[Stored records]
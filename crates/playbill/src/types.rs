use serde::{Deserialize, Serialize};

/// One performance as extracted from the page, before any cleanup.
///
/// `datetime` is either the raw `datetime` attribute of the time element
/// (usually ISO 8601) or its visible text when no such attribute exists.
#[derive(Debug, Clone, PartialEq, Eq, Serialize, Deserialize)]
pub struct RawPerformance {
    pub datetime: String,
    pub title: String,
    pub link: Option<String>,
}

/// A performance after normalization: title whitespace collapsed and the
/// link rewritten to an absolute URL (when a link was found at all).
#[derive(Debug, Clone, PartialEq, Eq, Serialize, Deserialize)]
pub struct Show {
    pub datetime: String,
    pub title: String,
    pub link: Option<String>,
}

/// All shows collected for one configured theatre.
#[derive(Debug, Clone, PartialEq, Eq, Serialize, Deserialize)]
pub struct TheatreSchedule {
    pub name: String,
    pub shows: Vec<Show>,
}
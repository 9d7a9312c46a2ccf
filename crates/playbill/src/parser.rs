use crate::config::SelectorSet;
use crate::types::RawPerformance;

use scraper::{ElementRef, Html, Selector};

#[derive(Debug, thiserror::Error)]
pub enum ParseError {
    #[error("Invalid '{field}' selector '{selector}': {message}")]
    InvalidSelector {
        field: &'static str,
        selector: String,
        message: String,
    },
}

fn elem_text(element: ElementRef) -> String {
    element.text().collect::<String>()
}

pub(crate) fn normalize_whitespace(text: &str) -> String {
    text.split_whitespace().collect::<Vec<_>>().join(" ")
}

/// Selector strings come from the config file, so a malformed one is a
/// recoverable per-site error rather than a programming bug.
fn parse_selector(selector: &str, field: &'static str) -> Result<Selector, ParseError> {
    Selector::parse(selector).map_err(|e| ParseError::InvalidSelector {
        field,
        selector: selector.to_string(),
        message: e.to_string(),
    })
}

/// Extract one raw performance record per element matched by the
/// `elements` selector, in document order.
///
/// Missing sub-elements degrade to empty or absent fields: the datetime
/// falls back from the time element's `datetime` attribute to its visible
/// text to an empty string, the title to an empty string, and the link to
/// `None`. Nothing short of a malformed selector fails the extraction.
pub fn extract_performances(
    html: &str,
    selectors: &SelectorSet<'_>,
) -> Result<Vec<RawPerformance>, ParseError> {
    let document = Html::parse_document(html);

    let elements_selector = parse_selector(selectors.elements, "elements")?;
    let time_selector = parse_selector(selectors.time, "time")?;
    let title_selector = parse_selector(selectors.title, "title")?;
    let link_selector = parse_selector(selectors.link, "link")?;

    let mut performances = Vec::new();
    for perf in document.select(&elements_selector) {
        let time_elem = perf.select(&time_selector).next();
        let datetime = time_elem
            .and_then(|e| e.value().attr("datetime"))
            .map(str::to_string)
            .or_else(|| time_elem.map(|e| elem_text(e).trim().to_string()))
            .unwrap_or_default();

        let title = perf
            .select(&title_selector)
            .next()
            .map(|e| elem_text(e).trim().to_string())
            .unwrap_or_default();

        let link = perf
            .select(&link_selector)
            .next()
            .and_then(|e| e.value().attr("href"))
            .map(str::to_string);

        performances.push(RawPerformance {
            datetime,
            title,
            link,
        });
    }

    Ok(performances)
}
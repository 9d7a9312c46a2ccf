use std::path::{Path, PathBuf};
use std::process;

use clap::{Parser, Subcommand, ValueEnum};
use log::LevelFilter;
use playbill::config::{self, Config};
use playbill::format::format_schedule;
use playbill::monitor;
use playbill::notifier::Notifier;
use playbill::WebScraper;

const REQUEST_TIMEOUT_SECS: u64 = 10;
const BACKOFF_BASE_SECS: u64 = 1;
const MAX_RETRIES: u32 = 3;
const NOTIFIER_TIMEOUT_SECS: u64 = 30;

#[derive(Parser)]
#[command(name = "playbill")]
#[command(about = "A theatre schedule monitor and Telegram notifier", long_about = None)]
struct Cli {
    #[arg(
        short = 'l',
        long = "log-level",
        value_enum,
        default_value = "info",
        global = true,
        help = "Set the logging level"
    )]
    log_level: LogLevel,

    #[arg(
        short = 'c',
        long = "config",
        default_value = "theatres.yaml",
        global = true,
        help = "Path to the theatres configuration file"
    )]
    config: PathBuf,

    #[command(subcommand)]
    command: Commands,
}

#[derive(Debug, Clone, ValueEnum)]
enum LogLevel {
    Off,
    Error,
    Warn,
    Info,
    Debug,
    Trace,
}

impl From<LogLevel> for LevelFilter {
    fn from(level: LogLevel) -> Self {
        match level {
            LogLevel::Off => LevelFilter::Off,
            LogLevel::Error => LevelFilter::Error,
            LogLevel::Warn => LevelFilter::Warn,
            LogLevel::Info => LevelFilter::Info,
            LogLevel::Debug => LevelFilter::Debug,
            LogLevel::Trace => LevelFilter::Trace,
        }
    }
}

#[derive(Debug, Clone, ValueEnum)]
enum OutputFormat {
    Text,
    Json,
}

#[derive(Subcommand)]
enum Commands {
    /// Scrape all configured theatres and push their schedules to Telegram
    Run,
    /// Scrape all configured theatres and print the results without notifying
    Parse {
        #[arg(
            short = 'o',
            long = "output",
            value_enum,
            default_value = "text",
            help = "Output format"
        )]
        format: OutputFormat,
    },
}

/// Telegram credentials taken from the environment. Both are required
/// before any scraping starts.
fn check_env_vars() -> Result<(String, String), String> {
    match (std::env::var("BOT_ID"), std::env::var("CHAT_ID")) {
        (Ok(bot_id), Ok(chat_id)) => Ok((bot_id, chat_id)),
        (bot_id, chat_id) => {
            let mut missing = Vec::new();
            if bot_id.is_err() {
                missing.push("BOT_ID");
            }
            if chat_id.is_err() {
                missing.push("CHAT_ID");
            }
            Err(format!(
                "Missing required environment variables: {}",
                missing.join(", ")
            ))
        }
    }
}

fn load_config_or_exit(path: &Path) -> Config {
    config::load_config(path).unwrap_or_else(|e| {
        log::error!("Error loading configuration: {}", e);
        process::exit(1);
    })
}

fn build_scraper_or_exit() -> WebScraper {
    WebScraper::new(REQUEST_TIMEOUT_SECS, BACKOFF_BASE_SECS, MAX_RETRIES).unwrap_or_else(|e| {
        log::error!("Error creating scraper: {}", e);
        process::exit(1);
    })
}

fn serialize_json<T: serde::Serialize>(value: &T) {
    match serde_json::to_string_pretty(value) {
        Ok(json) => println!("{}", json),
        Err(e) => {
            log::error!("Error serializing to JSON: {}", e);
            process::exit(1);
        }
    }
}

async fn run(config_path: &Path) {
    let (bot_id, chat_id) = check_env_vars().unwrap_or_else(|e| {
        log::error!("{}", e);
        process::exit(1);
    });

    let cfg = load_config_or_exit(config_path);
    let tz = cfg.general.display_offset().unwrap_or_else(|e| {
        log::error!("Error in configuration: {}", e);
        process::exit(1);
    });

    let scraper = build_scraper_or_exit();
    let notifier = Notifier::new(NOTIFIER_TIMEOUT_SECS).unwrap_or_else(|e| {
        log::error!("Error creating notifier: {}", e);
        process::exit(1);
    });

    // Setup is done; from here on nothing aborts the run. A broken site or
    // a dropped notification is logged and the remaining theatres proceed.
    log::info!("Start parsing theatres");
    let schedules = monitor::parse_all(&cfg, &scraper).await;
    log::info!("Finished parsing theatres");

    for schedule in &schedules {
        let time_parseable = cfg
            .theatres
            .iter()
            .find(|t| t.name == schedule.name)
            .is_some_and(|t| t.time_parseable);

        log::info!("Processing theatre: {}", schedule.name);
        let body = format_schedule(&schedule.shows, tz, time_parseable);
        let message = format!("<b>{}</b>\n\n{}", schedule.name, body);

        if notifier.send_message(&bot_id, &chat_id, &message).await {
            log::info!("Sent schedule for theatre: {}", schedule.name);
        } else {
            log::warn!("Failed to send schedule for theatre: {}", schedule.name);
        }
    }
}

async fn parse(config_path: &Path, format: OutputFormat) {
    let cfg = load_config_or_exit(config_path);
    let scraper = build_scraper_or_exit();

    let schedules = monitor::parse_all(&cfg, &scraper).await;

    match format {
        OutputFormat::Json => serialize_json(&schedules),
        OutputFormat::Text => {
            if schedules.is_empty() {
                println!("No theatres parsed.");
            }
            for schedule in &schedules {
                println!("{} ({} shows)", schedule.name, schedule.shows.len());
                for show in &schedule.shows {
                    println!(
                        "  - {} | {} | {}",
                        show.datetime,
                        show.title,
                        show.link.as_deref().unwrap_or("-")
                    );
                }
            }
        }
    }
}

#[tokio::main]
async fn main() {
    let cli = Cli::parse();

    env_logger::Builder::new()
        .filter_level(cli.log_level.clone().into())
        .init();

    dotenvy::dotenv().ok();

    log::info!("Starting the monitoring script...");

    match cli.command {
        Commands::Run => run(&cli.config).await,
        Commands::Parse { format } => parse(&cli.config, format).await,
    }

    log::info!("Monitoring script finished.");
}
==
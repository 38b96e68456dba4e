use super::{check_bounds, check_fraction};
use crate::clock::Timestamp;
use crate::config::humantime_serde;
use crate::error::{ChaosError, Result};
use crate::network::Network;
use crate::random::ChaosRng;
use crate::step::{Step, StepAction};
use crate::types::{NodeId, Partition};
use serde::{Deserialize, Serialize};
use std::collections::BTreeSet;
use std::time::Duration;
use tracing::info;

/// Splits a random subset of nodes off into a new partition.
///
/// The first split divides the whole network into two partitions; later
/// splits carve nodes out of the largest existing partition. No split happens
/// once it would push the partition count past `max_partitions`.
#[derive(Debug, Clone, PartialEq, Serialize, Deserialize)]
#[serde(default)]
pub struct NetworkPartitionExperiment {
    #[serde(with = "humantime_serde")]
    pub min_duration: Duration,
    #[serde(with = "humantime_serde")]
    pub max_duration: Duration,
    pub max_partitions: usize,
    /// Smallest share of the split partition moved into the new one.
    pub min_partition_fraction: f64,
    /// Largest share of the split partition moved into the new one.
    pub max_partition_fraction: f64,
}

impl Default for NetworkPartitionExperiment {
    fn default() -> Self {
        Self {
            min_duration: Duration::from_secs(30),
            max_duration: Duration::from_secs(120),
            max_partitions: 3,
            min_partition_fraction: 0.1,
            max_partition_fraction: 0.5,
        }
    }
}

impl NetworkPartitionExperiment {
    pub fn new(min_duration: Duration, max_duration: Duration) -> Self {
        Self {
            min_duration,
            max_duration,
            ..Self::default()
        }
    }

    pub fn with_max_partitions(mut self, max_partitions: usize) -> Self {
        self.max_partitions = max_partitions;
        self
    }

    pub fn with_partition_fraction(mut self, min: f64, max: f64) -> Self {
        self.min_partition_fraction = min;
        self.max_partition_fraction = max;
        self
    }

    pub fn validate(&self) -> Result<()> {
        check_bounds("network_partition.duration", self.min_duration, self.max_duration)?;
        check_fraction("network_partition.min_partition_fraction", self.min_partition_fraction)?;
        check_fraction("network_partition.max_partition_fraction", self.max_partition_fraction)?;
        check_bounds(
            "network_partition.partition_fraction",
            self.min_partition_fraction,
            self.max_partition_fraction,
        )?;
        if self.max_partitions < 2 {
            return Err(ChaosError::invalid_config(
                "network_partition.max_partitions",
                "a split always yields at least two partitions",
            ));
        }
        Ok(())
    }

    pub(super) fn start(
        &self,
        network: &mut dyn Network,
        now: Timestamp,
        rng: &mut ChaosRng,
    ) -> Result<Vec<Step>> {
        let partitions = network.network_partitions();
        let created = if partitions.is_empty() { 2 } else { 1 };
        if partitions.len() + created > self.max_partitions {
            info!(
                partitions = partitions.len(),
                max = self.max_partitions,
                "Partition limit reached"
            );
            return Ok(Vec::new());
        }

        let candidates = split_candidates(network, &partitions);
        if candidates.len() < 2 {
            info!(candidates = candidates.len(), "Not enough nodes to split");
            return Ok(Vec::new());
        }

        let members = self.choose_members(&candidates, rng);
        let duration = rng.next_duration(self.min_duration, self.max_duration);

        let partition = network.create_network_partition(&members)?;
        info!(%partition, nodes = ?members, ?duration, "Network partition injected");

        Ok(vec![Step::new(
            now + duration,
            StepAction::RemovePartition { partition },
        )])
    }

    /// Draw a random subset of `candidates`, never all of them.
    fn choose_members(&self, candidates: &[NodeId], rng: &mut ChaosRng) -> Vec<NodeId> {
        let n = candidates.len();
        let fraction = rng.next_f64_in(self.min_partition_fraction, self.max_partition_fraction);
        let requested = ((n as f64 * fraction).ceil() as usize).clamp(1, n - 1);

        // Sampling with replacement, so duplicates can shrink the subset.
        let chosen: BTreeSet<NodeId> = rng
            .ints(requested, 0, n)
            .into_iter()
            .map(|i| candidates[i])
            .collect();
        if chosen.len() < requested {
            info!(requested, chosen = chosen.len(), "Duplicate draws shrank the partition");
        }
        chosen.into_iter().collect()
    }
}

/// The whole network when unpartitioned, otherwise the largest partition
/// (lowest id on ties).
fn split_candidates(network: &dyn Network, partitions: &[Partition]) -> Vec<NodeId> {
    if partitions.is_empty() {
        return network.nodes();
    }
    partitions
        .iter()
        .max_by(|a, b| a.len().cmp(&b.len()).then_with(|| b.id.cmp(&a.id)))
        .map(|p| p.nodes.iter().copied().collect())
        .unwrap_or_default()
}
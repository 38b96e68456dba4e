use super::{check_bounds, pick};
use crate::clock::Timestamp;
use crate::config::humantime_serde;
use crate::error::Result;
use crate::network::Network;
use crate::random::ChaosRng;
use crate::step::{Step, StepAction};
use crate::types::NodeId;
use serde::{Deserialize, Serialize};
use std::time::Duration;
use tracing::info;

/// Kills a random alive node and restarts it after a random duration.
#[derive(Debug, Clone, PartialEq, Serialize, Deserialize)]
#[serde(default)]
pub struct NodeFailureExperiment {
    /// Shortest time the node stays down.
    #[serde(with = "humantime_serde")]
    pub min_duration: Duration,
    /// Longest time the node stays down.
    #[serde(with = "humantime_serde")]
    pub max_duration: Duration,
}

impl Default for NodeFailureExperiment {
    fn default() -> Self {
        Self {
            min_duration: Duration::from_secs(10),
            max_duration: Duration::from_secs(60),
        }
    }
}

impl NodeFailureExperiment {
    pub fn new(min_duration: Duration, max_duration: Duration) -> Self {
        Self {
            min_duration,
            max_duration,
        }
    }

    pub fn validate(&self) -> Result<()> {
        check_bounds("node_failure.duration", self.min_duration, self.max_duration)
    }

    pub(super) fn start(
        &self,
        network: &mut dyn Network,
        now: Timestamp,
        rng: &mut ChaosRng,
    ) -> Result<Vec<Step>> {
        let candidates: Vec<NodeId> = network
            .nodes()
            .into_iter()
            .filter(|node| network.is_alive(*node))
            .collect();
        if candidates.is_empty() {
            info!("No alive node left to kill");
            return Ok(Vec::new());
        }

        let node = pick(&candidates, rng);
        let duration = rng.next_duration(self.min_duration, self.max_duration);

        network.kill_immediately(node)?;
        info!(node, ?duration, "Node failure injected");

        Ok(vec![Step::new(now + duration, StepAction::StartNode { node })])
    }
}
--
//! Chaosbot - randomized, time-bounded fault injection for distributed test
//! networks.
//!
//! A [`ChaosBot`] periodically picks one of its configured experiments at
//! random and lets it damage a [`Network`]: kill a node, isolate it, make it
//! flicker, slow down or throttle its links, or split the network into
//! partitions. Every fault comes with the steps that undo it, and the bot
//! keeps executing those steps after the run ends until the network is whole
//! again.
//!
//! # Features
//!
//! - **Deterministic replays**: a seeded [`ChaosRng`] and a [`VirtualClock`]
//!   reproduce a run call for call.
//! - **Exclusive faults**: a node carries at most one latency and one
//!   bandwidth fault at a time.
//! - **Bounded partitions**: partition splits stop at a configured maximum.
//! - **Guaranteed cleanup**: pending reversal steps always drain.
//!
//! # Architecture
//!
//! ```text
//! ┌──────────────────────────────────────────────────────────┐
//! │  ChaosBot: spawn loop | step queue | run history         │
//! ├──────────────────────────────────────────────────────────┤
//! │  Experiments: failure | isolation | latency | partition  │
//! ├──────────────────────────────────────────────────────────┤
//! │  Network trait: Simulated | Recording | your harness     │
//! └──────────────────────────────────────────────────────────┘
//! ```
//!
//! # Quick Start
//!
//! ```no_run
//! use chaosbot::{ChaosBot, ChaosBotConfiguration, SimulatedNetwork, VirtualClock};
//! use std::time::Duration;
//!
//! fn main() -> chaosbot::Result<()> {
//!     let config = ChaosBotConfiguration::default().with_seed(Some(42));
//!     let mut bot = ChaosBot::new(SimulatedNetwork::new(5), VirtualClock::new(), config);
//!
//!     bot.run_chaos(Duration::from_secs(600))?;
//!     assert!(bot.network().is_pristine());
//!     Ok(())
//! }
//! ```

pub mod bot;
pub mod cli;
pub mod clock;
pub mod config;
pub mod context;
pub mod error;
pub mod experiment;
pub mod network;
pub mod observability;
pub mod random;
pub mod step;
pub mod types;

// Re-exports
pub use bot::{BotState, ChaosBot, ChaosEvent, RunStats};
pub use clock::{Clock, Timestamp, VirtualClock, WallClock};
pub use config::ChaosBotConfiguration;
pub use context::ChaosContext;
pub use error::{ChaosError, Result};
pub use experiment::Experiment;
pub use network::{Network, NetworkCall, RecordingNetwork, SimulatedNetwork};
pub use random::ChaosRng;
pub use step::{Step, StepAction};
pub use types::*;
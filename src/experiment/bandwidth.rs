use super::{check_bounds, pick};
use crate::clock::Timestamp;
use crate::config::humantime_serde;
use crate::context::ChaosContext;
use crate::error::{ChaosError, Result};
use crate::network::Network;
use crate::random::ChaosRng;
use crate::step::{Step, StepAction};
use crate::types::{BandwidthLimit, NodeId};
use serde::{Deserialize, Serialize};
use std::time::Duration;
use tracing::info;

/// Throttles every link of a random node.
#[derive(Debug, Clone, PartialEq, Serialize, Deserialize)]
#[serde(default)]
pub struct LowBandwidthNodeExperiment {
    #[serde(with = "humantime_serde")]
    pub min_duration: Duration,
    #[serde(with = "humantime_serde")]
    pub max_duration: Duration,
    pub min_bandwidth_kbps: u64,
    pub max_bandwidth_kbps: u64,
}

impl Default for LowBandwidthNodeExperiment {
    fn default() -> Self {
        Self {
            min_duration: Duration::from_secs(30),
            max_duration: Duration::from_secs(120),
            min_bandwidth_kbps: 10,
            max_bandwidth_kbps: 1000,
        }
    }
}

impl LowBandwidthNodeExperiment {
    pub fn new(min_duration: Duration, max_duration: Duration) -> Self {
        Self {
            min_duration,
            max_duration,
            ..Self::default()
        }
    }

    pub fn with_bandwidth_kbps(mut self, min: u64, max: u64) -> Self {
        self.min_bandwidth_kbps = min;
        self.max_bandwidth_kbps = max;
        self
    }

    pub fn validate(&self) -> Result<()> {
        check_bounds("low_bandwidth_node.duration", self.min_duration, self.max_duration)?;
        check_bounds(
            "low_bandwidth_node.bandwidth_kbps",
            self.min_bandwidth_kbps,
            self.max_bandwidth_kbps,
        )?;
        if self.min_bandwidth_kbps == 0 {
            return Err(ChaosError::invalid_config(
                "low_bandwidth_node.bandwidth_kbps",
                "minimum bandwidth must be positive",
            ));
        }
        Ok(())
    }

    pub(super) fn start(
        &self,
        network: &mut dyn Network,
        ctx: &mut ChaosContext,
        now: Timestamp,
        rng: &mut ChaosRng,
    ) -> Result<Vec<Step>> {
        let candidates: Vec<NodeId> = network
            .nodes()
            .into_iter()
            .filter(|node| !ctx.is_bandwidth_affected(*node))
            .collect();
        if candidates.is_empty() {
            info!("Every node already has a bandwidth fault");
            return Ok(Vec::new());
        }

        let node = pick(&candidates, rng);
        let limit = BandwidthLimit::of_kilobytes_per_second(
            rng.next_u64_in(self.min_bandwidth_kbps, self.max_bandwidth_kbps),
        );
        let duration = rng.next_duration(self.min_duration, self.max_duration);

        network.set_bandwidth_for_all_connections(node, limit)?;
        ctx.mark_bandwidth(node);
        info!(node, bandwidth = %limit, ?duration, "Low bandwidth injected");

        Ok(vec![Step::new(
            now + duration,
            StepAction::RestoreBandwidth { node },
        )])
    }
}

**Task details:**
Your answer should be every line above that contains the word "struct".

**Answer space:**
pub struct RawPerformance {
pub struct Show {
pub struct TheatreSchedule {
struct Cli {
pub struct NetworkPartitionExperiment {
pub struct NodeFailureExperiment {
pub struct LowBandwidthNodeExperiment {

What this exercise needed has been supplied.